I think this is the best you can do, unless you don't care about human-readable/ASCII, in which case you can just use $md5_bin_str directly.

And also you can use a prefix or other subset of the result from this function if you don't need to preserve all the bits. Throwing out data is obviously the simplest way to shorten things! (But then it's not reversible)

P.S. for your input of "a7d2cd9e0e09bebb6a520af48205ced1" (32 chars), this function will return "VUDNng4JvrtqUgr0QwXO0Q" (22 chars).


Here are two conversion functions for Base-16 to Base-64 conversion and the inverse Base-64 to Base-16 for arbitrary input lengths:

function base16_to_base64($base16) {
    return base64_encode(pack('H*', $base16));
}
function base64_to_base16($base64) {
    return implode('', unpack('H*', base64_decode($base64)));
}

If you need Base-64 encoding with the URL and filename safe alphabet , you can use these functions:

function base64_to_base64safe($base64) {
    return strtr($base64, '+/', '-_');
}
function base64safe_to_base64($base64safe) {
    return strtr($base64safe, '-_', '+/');
}

If you now want a function to compress your hexadecimal MD5 values using URL safe characters, you can use this:

function compress_hash($hash) {
    return base64_to_base64safe(rtrim(base16_to_base64($hash), '='));
}

And the inverse function:

function uncompress_hash($hash) {
    return base64_to_base16(base64safe_to_base64($hash));
}

Of course if I want a function to satisfy my needs perfectly I better make it myself. Here is what I came up with.

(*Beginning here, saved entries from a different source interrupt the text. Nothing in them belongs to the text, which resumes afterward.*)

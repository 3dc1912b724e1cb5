//! ML-blended component health scorer.
//!
//! ```text
//! ml_term     = (1 - p) * ml_weight          (20 by default)
//! factor_term = mean(factors) * factor_weight (10 by default)
//! score       = clamp(base + ml_term + factor_term, 0, 100)
//! ```
//!
//! Trend is the direction of change against the previous cycle's score for the
//! same component. The previous-score table is owned by the scorer and guarded
//! by one mutex held for the whole cycle, so concurrent cycles never see a
//! partially replaced table.

use std::collections::{BTreeMap, HashMap};
use std::sync::{Mutex, MutexGuard};

use tracing::{debug, warn};

use crate::config::{ComponentSpec, FactorSpec, HealthConfig};
use crate::types::{Component, ComponentHealth, ComponentHealthSet, SensorReading, Trend};

// ============================================================================
// Factors
// ============================================================================

/// Normalized input factors per component (each roughly in [0, 1]).
#[derive(Debug, Clone, Default, PartialEq)]
pub struct ComponentFactors {
    values: BTreeMap<Component, Vec<f64>>,
}

impl ComponentFactors {
    pub fn new() -> Self {
        Self::default()
    }

    pub fn insert(&mut self, component: Component, factors: Vec<f64>) {
        self.values.insert(component, factors);
    }

    pub fn with(mut self, component: Component, factors: Vec<f64>) -> Self {
        self.insert(component, factors);
        self
    }

    /// Factors for `component`; empty when none were supplied.
    pub fn get(&self, component: Component) -> &[f64] {
        self.values.get(&component).map(Vec::as_slice).unwrap_or(&[])
    }
}

/// Raw reading value divided by its nominal maximum.
pub fn normalize_factor(spec: &FactorSpec, reading: &SensorReading) -> f64 {
    let raw = spec.field.value(reading);
    let raw = if spec.absolute { raw.abs() } else { raw };
    raw / spec.nominal_max
}

// ============================================================================
// Scorer
// ============================================================================

#[derive(Debug)]
pub struct ComponentHealthScorer {
    config: HealthConfig,
    previous: Mutex<HashMap<Component, u8>>,
}

impl ComponentHealthScorer {
    pub fn new(config: HealthConfig) -> Self {
        Self {
            config,
            previous: Mutex::new(HashMap::new()),
        }
    }

    pub fn config(&self) -> &HealthConfig {
        &self.config
    }

    /// Derive the factor table for every configured component from a reading.
    pub fn factors_from_reading(&self, reading: &SensorReading) -> ComponentFactors {
        self.config
            .components
            .iter()
            .map(|spec| {
                let factors = spec.factors.iter().map(|f| normalize_factor(f, reading)).collect();
                (spec.component, factors)
            })
            .fold(ComponentFactors::new(), |acc, (c, f)| acc.with(c, f))
    }

    /// Run one scoring cycle.
    ///
    /// Entries follow the configured component order. The previous-score
    /// table is replaced with this cycle's scores before the lock is released.
    pub fn score(&self, factors: &ComponentFactors, failure_probability: f64) -> ComponentHealthSet {
        let p = sanitize_probability(failure_probability);
        let mut previous = self.lock_previous();

        let set: ComponentHealthSet = self
            .config
            .components
            .iter()
            .map(|spec| {
                let score = self.component_score(spec, factors.get(spec.component), p);
                let prev = previous.get(&spec.component).copied().unwrap_or(score);
                let trend = Trend::from_delta(
                    f64::from(score) - f64::from(prev),
                    self.config.trend_dead_band,
                );
                ComponentHealth {
                    component: spec.component,
                    score,
                    trend,
                }
            })
            .collect();

        *previous = set.iter().map(|e| (e.component, e.score)).collect();
        drop(previous);

        debug!(
            components = set.len(),
            average = set.average_score().unwrap_or(0.0),
            probability = p,
            "Health cycle scored"
        );
        set
    }

    /// Snapshot of the previous-score table.
    pub fn previous_scores(&self) -> HashMap<Component, u8> {
        self.lock_previous().clone()
    }

    /// Forget all previous scores; the next cycle reports every trend as stable.
    pub fn reset(&self) {
        self.lock_previous().clear();
    }

    fn component_score(&self, spec: &ComponentSpec, factors: &[f64], p: f64) -> u8 {
        let factor_mean = if factors.is_empty() {
            0.0
        } else {
            factors.iter().sum::<f64>() / factors.len() as f64
        };
        let ml_term = (1.0 - p) * self.config.ml_weight;
        let factor_term = factor_mean * self.config.factor_weight;
        let raw = spec.base_score + ml_term + factor_term;

        if raw.is_nan() {
            warn!(component = %spec.component, "Health score is NaN, reporting 0");
            return 0;
        }
        raw.clamp(0.0, 100.0).round() as u8
    }

    fn lock_previous(&self) -> MutexGuard<'_, HashMap<Component, u8>> {
        self.previous.lock().unwrap_or_else(|e| {
            warn!("Mutex poisoned on previous health scores, recovering");
            e.into_inner()
        })
    }
}

/// Clamp into [0, 1]; NaN is treated as certain failure.
fn sanitize_probability(p: f64) -> f64 {
    if p.is_nan() {
        warn!("Failure probability is NaN, scoring as 1.0");
        return 1.0;
    }
    p.clamp(0.0, 1.0)
}

#[cfg(test)]
mod tests {
    use super::*;
    use crate::types::SensorField;
    use std::sync::Arc;
    use std::thread;

    fn single(component: Component, base_score: f64) -> HealthConfig {
        HealthConfig {
            components: vec![ComponentSpec {
                component,
                base_score,
                factors: vec![FactorSpec::new(SensorField::GearOilTemp, 100.0)],
            }],
            ..Default::default()
        }
    }

    #[test]
    fn test_formula_matches_blend() {
        let scorer = ComponentHealthScorer::new(single(Component::Gearbox, 65.0));
        let factors = ComponentFactors::new().with(Component::Gearbox, vec![0.6, 0.8]);
        let set = scorer.score(&factors, 0.25);
        // 65 + 0.75 * 20 + 0.7 * 10 = 87
        assert_eq!(set.get(Component::Gearbox).unwrap().score, 87);
    }

    #[test]
    fn test_scores_clamped_for_pathological_inputs() {
        let scorer = ComponentHealthScorer::new(HealthConfig::default());
        for (factor, p) in [(1e9, 0.0), (-1e9, 1.0), (f64::INFINITY, 0.5), (-5.0, -3.0), (0.5, 7.0)] {
            let factors = Component::ALL
                .iter()
                .fold(ComponentFactors::new(), |acc, c| acc.with(*c, vec![factor]));
            for entry in &scorer.score(&factors, p) {
                assert!(entry.score <= 100, "{factor} {p} -> {}", entry.score);
            }
        }
        let high = scorer.score(&ComponentFactors::new().with(Component::Gearbox, vec![1e9]), 0.0);
        assert_eq!(high.get(Component::Gearbox).unwrap().score, 100);
        let low = scorer.score(&ComponentFactors::new().with(Component::Gearbox, vec![-1e9]), 1.0);
        assert_eq!(low.get(Component::Gearbox).unwrap().score, 0);
    }

    #[test]
    fn test_nan_inputs_do_not_panic() {
        let scorer = ComponentHealthScorer::new(single(Component::Generator, 68.0));
        let set = scorer.score(&ComponentFactors::new().with(Component::Generator, vec![f64::NAN]), 0.1);
        assert_eq!(set.get(Component::Generator).unwrap().score, 0);
        let set = scorer.score(&ComponentFactors::new(), f64::NAN);
        // NaN probability scores as certain failure: 68 + 0 + 0
        assert_eq!(set.get(Component::Generator).unwrap().score, 68);
    }

    #[test]
    fn test_first_cycle_is_stable_then_tracks_direction() {
        let scorer = ComponentHealthScorer::new(single(Component::Gearbox, 65.0));
        let f = ComponentFactors::new().with(Component::Gearbox, vec![0.5]);

        let first = scorer.score(&f, 0.5);
        assert_eq!(first.get(Component::Gearbox).unwrap().trend, Trend::Stable);

        let worse = scorer.score(&f, 0.9);
        assert_eq!(worse.get(Component::Gearbox).unwrap().trend, Trend::Declining);

        let better = scorer.score(&f, 0.1);
        assert_eq!(better.get(Component::Gearbox).unwrap().trend, Trend::Improving);
    }

    #[test]
    fn test_unchanged_score_is_idempotently_stable() {
        let scorer = ComponentHealthScorer::new(HealthConfig::default());
        let reading = SensorReading {
            wind_speed: 12.0,
            rotor_rpm: 15.0,
            gear_oil_temp: 70.0,
            ..Default::default()
        };
        let factors = scorer.factors_from_reading(&reading);
        scorer.score(&factors, 0.3);
        let again = scorer.score(&factors, 0.3);
        assert!(again.iter().all(|e| e.trend == Trend::Stable));
    }

    #[test]
    fn test_sub_point_change_is_stable() {
        let scorer = ComponentHealthScorer::new(single(Component::Gearbox, 65.0));
        let f = ComponentFactors::new();
        scorer.score(&f, 0.50);
        // 0.02 * 20 = 0.4 points, rounds to the same integer score
        let next = scorer.score(&f, 0.48);
        assert_eq!(next.get(Component::Gearbox).unwrap().trend, Trend::Stable);
    }

    #[test]
    fn test_previous_table_replaced_and_reset() {
        let scorer = ComponentHealthScorer::new(HealthConfig::default());
        assert!(scorer.previous_scores().is_empty());

        let set = scorer.score(&ComponentFactors::new(), 0.2);
        let prev = scorer.previous_scores();
        assert_eq!(prev.len(), Component::ALL.len());
        for entry in &set {
            assert_eq!(prev.get(&entry.component), Some(&entry.score));
        }

        scorer.reset();
        assert!(scorer.previous_scores().is_empty());
    }

    #[test]
    fn test_entries_follow_configured_order() {
        let scorer = ComponentHealthScorer::new(HealthConfig::default());
        let order: Vec<Component> = scorer.score(&ComponentFactors::new(), 0.1).iter().map(|e| e.component).collect();
        assert_eq!(order, Component::ALL.to_vec());
    }

    #[test]
    fn test_absolute_factor_uses_magnitude() {
        let spec = FactorSpec::absolute(SensorField::BladePitch, 90.0);
        let reading = SensorReading { blade_pitch: -45.0, ..Default::default() };
        assert_eq!(normalize_factor(&spec, &reading), 0.5);
    }

    #[test]
    fn test_concurrent_cycles_see_whole_previous_table() {
        let scorer = Arc::new(ComponentHealthScorer::new(HealthConfig::default()));
        let factors = Arc::new(scorer.factors_from_reading(&SensorReading::default()));

        // p=0 and p=1 move every score by 20 points, so a cycle that read a
        // half-replaced table would mix trends
        let handles: Vec<_> = (0..8)
            .map(|t| {
                let scorer = Arc::clone(&scorer);
                let factors = Arc::clone(&factors);
                thread::spawn(move || {
                    for i in 0..500 {
                        let p = if (t + i) % 2 == 0 { 0.0 } else { 1.0 };
                        let set = scorer.score(&factors, p);
                        let first = set.iter().next().map(|e| e.trend);
                        assert!(set.iter().all(|e| Some(e.trend) == first), "mixed trends: {set:?}");
                    }
                })
            })
            .collect();
        for handle in handles {
            handle.join().unwrap();
        }

        assert_eq!(scorer.previous_scores().len(), Component::ALL.len());
    }
}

//takes a string input, int length and optionally a string charset
//returns a hash 'length' digits long made up of characters a-z,A-Z,0-9 or those specified by charset
function custom_hash($input, $length, $charset = 'abcdefghijklmnopqrstuvwxyzABCDEFGHIJKLMNOPQRSTUFWXIZ0123456789'){
    $output = '';
    $input = md5($input); //this gives us a nice random hex string regardless of input 

    do{
        foreach (str_split($input,8) as $chunk){
            srand(hexdec($chunk));
            $output .= substr($charset, rand(0,strlen($charset)), 1);
        }
        $input = md5($input);

    } while(strlen($output) < $length);

    return substr($output,0,$length);
}

This is a very general purpose random string generator, however it is not just any old random string generator because the result is determined by the input string and any slight change to that input will produce a totally different result. You can do all sort of things with this:

custom_hash('1d34ecc818c4d50e788f0e7a9fd33662', 16); // 9FezqfFBIjbEWOdR
custom_hash('Bilbo Baggins', 5, '0123456789bcdfghjklmnpqrstvwxyz'); // lv4hb
custom_hash('', 100, '01'); 
// 1101011010110001100011111110100100101011001011010000101010010011000110000001010100111000100010101101

Anyone see any problems with it or any room for improvement?

Tags:

Php

Random

Base